Gli esperti, e prima ancora l’Europa, hanno rilevato in Italia una mancanza proprio a livello legislativo, in cui per punire i reati corruttivi fino ad ora si è puntato quasi esclusivamente sulla sanzione di tipo penale. “Che però riesce a incidere pochissimo, e quando colpisce l’1% è già tanto – spiega Francesco Merloni, docente di diritto amministrativo all’Università di Perugia e curatore di un libro intitolato La corruzione amministrativa. – È chiaro che la sanzione penale ha una funzione deterrente, ma di fronte a gravi difficoltà nell’accertamento dei fatti e a tempi di prescrizione brevissimi dovuti alla legge ex Cirielli, c’è poca fiducia di ottenere giustizia. E i rischi per chi se la gioca nel patto di corruzione sono bassissimi”. La prescirzione, infatti, parte da quando il reato è compiuto e non da quando comincia l’indagine, perciò i giudici hanno pochissimo tempo per appurare i fatti. Così, molti processi per corruzione vanno letteralmente in fumo, con conseguente e ulteriore spreco di tempo e denaro.

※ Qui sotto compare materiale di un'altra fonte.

//! Command-line interface for oprelay.
//!
//! Provides commands for running record trees, inspecting serialized
//! reference registries and showing the resolved configuration.

use std::path::{Path, PathBuf};
use std::sync::Arc;

use anyhow::{Context, Result};
use async_trait::async_trait;
use clap::{Parser, Subcommand};
use tracing::info;

use crate::adapters::{
    FatalHook, LinePrompter, PromptProvider, ReportSink, ScriptedPrompter,
};
use crate::config::RelayConfig;
use crate::core::{classify, IdShape, ReferenceRegistry, RunContext, SerializedTree};
use crate::domain::{Mode, Payload, RelayError, State};
use crate::records::TreeSpec;

/// oprelay - ordered operation trees, interactive or as a library
#[derive(Parser, Debug)]
#[command(name = "oprelay")]
#[command(author, version, about, long_about = None)]
pub struct Cli {
    #[command(subcommand)]
    pub command: Commands,
}

#[derive(Subcommand, Debug)]
pub enum Commands {
    /// Run a record tree described in YAML
    Run {
        /// Tree description file
        tree: PathBuf,

        /// Prompt for missing values (overrides the configured mode)
        #[arg(short, long)]
        interactive: bool,

        /// Prompt answers file (YAML or JSON mapping of prompt name to answer)
        #[arg(short, long)]
        answers: Option<PathBuf>,

        /// Write the root payload here instead of stdout
        #[arg(short, long)]
        output: Option<PathBuf>,

        /// Write the serialized reference registry here
        #[arg(long)]
        registry: Option<PathBuf>,

        /// Seed the registry from a serialized tree before running
        #[arg(long)]
        seed: Option<PathBuf>,
    },

    /// List the ids in a serialized reference registry
    Refs {
        /// Serialized registry file
        file: PathBuf,
    },

    /// Show resolved configuration (debug)
    Config,
}

impl Cli {
    /// Execute the CLI command
    pub async fn execute(self, config: RelayConfig) -> Result<()> {
        match self.command {
            Commands::Run {
                tree,
                interactive,
                answers,
                output,
                registry,
                seed,
            } => {
                let options = RunOptions {
                    interactive,
                    answers,
                    output,
                    registry,
                    seed,
                };
                run_tree(&config, &tree, options).await
            }
            Commands::Refs { file } => list_refs(&file),
            Commands::Config => show_config(&config),
        }
    }
}

struct RunOptions {
    interactive: bool,
    answers: Option<PathBuf>,
    output: Option<PathBuf>,
    registry: Option<PathBuf>,
    seed: Option<PathBuf>,
}

/// Writes the root payload as pretty JSON
pub struct JsonSink {
    output: Option<PathBuf>,
}

impl JsonSink {
    pub fn new(output: Option<PathBuf>) -> Self {
        Self { output }
    }
}

#[async_trait]
impl ReportSink for JsonSink {
    async fn submit(&self, payload: &Payload) -> Result<()> {
        let json = serde_json::to_string_pretty(payload).context("Failed to serialize payload")?;
        match &self.output {
            Some(path) => tokio::fs::write(path, json)
                .await
                .with_context(|| format!("Failed to write payload: {}", path.display())),
            None => {
                println!("{}", json);
                Ok(())
            }
        }
    }
}

/// Interactive runs stop the process on the first unrecoverable error
struct ExitOnFatal;

impl FatalHook for ExitOnFatal {
    fn on_fatal(&self, err: &RelayError) {
        eprintln!("\n[Run aborted: {}]", err);
        std::process::exit(1);
    }
}

async fn run_tree(config: &RelayConfig, tree_path: &Path, options: RunOptions) -> Result<()> {
    let text = std::fs::read_to_string(tree_path)
        .with_context(|| format!("Failed to read tree file: {}", tree_path.display()))?;
    let spec = TreeSpec::from_yaml(&text)?;

    let mode = if options.interactive {
        Mode::Interactive
    } else {
        config.mode
    };

    let prompter: Arc<dyn PromptProvider> = match (&options.answers, mode) {
        (Some(path), _) => Arc::new(ScriptedPrompter::from_map(load_answers(path)?)),
        (None, Mode::Interactive) => Arc::new(LinePrompter::new()),
        (None, Mode::Library) => Arc::new(ScriptedPrompter::new()),
    };

    let mut builder = RunContext::from_config(config)
        .mode(mode)
        .prompter(prompter)
        .sink(Arc::new(JsonSink::new(options.output.clone())));
    if mode.is_interactive() {
        builder = builder.fatal_hook(Arc::new(ExitOnFatal));
    }
    let ctx = builder.build();

    if let Some(seed) = &options.seed {
        let tree = read_serialized(seed)?;
        ctx.registry().parse(&tree)?;
        info!(entries = tree.records.len(), "Seeded reference registry");
    }

    let root = spec.launch(&ctx)?;
    let root_id = root.id();
    let outcome = root.done().await;

    if let Some(path) = &options.registry {
        let serialized = serde_json::to_string_pretty(&ctx.registry().serialize())
            .context("Failed to serialize registry")?;
        std::fs::write(path, serialized)
            .with_context(|| format!("Failed to write registry: {}", path.display()))?;
    }

    match outcome {
        Ok(_) => {
            eprintln!("\n[Run {} completed successfully]", root_id);
            Ok(())
        }
        Err(err) => {
            eprintln!("\n[Run {} failed: {}]", root_id, err);
            std::process::exit(1);
        }
    }
}

/// Load prompt answers from YAML (a superset of JSON)
fn load_answers(path: &Path) -> Result<State> {
    let text = std::fs::read_to_string(path)
        .with_context(|| format!("Failed to read answers file: {}", path.display()))?;
    serde_yaml::from_str(&text)
        .with_context(|| format!("Failed to parse answers file: {}", path.display()))
}

fn read_serialized(path: &Path) -> Result<SerializedTree> {
    let text = std::fs::read_to_string(path)
        .with_context(|| format!("Failed to read registry: {}", path.display()))?;
    serde_json::from_str(&text)
        .with_context(|| format!("Failed to parse registry: {}", path.display()))
}

/// List the ids of a serialized registry with their bucket and status
fn list_refs(path: &Path) -> Result<()> {
    let tree = read_serialized(path)?;

    // Parsing into a scratch registry rejects duplicate ids
    let registry = ReferenceRegistry::new();
    registry.parse(&tree)?;

    if tree.records.is_empty() {
        println!("No references found.");
        return Ok(());
    }

    println!("{:<32} {:<24} STATUS", "ID", "BUCKET");
    println!("{}", "-".repeat(66));
    for record in &tree.records {
        let bucket = match classify(&record.reference_id) {
            IdShape::Generated { prefix, counter } => format!("{} #{}", prefix, counter),
            IdShape::Custom => "custom".to_string(),
        };
        let status = if record.payload.is_some() {
            "resolved"
        } else {
            "pending"
        };
        println!("{:<32} {:<24} {}", record.reference_id, bucket, status);
    }

    Ok(())
}

/// Show the resolved configuration (for debugging)
fn show_config(config: &RelayConfig) -> Result<()> {
    println!(
        "Config file: {}",
        config
            .config_file
            .as_ref()
            .map(|p| p.display().to_string())
            .unwrap_or_else(|| "(none - using defaults)".to_string())
    );
    println!();
    print!(
        "{}",
        serde_yaml::to_string(config).context("Failed to render configuration")?
    );
    Ok(())
}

Recenti analisi, poi, dimostrano che la corruzione nel nostro paese è fortemente cambiata: ora nel patto corruttivo non ci sono più soltanto corrotto e corruttore, ma sempre più spesso s’inseriscono delle terze persone, i cosiddetti intermediari. È cambiato anche l’oggetto del patto, che non è più solo l’atto singolo dell’amministrazione, ma più in generale l’influenza che il soggetto che si fa corrompere promette di esercitare nei confronti del soggetto pubblico che dovrà svolgere quella precisa attività amministrativa. Ecco perchè anche l’Europa spinge in un adeguamento della legislazione, e lo stesso ministro della Giustizia Severino ne ha fatto una “priorità da affrontare per il governo”.
Proprio in questi giorni è in discussione in Senato il disegno di legge anti-corruzione, che sta incontrando non pochi problemi nel suo iter parlamentare. Il fatto che il fenomeno non sia più solo occasionale ma capillare ha costretto il governo a porre molta attenzione non solo sulla risposta penale, ma anche e soprattutto alla prevenzione del fenomeno. Gli obiettivi: un’amministrazione in grado di lavorare meglio, una maggiore trasparenza e i fari sempre puntati dell’opinione pubblica, una serie di misure che aggrediscano non solo il già citato tema dell’influenza, ma anche quello delle compatibilità e incompatibilità nell’affidamento di certi incarichi, per finire con la spinosa questione dell’incandidabilità a certe cariche, quelle parlamentari in primis.
Basteranno per cambiare quella che è diventata una vera e propria “mentalità ” di un Paese? Secondo Gianni Pittella, vice presidente vicario del Parlamento Europeo, è necessario guardare anche all’aspetto etico del fenomeno, e “puntare soprattutto sul momento dell’educazione, che è un aspetto preliminare rispetto alla prevenzione”. Un esempio tra tutti? “La reintroduzione, finalmente, dell’educazione civica nella scuola, a partire almeno dalle classi medie”.